Friends back new homelessness report
QARN have highlighted the report ‘Destitute and in Danger: People made homeless by the asylum system’
Quaker Asylum Refugee Network (QARN) has highlighted a new report examining the experiences of homelessness among people refused asylum in London.
The report ‘Destitute and in Danger: People made homeless by the asylum system’ by the Jesuit Refugee Service (JRS) showed that rough sleeping is common among people refused asylum. There is also ‘a widespread pattern of couch-surfing punctuated by sporadic street homelessness, and generally unstable accommodation situations’. Around twenty per cent of respondents said they did not feel physically safe around people they lived with. There were also ‘indications of people living in unsafe or exploitative situations in the informal renting market’. Most people staying informally in others’ houses lived in ‘uncomfortable, overcrowded, and often dirty conditions’, the report revealed. Of those neither in Home Office accommodation, nor in JRS hosting or housing, half said they did not sleep in a bed. Parents staying informally with family or friends described sleeping in one room in cramped conditions with their children. There was very limited access to basic amenities like laundry and cooking facilities.
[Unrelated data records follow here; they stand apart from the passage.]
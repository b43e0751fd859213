#![allow(dead_code)]

pub mod memory;
pub mod multipart;

/// Build the API around the given store and storage backend.
///
/// Optional third argument: the `LimitsConfig` to use.
macro_rules! init_app {
    ($store:expr, $storage:expr) => {
        init_app!($store, $storage, uploader::app_config::LimitsConfig::default())
    };
    ($store:expr, $storage:expr, $limits:expr) => {{
        let store: std::sync::Arc<dyn uploader::entries::EntryStore> = $store.clone();
        let storage: std::sync::Arc<dyn uploader::storage::StorageBackend> = $storage.clone();
        actix_web::test::init_service(
            actix_web::App::new()
                .app_data(actix_web::web::Data::new(store))
                .app_data(actix_web::web::Data::new(storage))
                .app_data(actix_web::web::Data::new($limits))
                .wrap(uploader::web::cors_headers())
                .configure(uploader::web::configure),
        )
        .await
    }};
}

/// POST /upload request carrying `body`.
pub fn upload_request(body: multipart::MultipartBody) -> actix_web::test::TestRequest {
    let (content_type, payload) = body.finish();
    actix_web::test::TestRequest::post()
        .uri("/upload")
        .insert_header((actix_web::http::header::CONTENT_TYPE, content_type))
        .set_payload(payload)
}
The report calls for a number of measures, including allowing people seeking asylum to work for as long as they are in the UK. It also presses for a simplified route to settled status to help people living long term in the UK but ‘trapped into destitution by lack of immigration status’. It called for the government to ‘extend the move-on period for newly recognised refugees [of twenty-eight days] to at least 56 days from when residence permits are received’.
The report, released on 12 October, is based on surveys conducted in autumn 2023. It was partly to examine the impact of the cost-of-living crisis and Covid pandemic.